WORK REQUIRED
In the listing below, find each line with the string "processor" and report it.

INPUT DATA
━━━━━━━━━━
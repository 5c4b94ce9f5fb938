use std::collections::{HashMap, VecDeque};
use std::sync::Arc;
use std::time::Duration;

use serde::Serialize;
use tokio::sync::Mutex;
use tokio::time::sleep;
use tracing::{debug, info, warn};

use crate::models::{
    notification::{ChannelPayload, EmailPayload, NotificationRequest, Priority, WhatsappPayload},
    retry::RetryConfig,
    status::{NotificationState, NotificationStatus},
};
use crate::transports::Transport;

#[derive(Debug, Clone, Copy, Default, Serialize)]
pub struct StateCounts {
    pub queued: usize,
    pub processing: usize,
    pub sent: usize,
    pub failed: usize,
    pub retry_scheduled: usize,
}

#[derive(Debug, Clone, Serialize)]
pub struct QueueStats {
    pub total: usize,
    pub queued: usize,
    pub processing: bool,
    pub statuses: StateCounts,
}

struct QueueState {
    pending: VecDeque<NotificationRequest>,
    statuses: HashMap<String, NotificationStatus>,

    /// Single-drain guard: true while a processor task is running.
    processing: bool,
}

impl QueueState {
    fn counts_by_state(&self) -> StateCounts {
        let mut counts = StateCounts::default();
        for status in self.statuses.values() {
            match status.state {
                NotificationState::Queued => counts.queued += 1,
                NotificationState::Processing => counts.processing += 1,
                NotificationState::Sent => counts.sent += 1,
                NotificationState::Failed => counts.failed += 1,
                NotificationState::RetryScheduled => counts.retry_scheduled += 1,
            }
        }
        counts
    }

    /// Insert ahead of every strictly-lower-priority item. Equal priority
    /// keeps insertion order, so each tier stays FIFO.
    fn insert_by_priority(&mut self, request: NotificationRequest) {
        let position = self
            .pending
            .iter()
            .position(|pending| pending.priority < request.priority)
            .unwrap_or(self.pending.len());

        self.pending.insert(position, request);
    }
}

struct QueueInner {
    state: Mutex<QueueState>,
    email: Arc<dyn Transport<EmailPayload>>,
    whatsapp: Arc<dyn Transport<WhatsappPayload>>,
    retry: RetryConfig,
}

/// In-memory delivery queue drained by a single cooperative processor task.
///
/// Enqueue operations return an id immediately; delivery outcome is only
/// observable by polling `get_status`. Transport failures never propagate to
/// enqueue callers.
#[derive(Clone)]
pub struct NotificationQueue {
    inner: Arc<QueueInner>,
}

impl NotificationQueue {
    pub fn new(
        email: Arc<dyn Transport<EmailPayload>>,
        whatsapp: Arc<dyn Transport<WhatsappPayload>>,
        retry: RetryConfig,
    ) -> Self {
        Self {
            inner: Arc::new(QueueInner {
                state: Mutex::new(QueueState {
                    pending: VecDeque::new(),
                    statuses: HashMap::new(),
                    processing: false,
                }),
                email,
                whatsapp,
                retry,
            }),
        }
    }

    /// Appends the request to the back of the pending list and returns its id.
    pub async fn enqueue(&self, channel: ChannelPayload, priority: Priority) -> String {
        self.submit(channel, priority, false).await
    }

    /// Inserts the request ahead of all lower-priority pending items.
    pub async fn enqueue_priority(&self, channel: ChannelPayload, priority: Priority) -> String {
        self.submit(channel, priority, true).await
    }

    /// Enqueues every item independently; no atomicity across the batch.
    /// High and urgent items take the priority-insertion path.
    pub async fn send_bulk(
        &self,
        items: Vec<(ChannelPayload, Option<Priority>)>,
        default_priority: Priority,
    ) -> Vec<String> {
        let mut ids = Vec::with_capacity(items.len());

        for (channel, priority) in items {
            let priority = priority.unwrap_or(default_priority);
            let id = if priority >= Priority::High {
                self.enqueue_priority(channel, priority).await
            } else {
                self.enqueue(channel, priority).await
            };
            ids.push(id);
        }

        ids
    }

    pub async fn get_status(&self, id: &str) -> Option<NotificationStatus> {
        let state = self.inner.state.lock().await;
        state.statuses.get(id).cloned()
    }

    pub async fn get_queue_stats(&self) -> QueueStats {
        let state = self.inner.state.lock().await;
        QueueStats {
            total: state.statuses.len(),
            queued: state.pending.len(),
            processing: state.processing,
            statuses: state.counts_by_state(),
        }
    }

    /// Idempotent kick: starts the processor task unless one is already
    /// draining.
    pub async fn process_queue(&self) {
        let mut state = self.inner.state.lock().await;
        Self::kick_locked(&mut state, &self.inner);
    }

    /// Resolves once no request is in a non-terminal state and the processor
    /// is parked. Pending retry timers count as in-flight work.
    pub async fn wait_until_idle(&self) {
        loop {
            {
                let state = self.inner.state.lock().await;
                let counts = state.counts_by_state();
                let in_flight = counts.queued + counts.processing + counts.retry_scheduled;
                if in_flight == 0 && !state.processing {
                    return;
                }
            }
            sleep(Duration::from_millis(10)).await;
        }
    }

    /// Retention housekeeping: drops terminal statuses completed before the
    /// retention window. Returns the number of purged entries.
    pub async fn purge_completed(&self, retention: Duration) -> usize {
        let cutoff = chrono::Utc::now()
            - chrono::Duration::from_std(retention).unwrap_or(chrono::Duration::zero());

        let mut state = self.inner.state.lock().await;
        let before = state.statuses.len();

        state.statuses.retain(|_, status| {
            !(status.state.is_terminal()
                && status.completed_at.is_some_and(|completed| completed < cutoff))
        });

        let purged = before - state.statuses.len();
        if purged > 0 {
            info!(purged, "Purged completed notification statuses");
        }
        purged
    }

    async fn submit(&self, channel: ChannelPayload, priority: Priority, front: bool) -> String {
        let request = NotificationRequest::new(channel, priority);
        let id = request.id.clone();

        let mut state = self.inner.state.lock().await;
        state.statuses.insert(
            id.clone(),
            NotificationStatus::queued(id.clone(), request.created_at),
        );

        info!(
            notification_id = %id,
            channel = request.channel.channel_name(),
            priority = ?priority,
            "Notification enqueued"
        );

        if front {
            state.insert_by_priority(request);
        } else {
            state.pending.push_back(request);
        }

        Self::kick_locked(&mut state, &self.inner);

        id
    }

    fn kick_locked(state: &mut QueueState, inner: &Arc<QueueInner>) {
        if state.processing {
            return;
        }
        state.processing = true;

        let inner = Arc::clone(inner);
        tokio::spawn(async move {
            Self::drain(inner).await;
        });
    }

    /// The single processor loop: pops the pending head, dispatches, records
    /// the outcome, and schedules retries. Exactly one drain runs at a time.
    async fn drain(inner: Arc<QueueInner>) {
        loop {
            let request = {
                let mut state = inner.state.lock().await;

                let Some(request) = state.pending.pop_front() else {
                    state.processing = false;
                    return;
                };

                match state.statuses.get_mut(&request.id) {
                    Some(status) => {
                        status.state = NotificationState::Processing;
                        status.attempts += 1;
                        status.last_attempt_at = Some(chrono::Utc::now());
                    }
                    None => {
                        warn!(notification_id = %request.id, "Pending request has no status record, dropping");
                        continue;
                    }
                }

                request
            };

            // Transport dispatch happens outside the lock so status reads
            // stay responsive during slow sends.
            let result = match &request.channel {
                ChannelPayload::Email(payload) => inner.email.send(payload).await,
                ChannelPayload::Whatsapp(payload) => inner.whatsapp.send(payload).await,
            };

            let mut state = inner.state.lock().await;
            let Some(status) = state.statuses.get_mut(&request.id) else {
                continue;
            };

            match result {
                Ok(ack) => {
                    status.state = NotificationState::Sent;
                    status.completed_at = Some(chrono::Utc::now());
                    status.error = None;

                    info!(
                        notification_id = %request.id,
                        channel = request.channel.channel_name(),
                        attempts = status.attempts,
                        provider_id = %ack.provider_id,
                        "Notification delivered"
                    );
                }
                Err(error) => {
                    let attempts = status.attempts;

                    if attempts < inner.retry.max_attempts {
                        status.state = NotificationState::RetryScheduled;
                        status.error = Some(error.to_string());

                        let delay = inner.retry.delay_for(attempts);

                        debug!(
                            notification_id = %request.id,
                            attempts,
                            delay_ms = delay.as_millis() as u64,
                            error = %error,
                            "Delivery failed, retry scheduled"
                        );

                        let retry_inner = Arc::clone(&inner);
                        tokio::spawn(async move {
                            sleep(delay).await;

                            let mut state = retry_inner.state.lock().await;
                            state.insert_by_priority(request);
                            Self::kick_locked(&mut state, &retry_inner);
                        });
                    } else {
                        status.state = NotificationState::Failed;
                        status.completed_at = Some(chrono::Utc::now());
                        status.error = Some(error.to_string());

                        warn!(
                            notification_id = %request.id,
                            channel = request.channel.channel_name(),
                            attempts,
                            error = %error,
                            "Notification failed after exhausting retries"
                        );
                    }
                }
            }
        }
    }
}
━━━━━━━━━━
REPLY
    /// Single-drain guard: true while a processor task is running.
/// In-memory delivery queue drained by a single cooperative processor task.
    /// Idempotent kick: starts the processor task unless one is already
    /// Resolves once no request is in a non-terminal state and the processor
    /// The single processor loop: pops the pending head, dispatches, records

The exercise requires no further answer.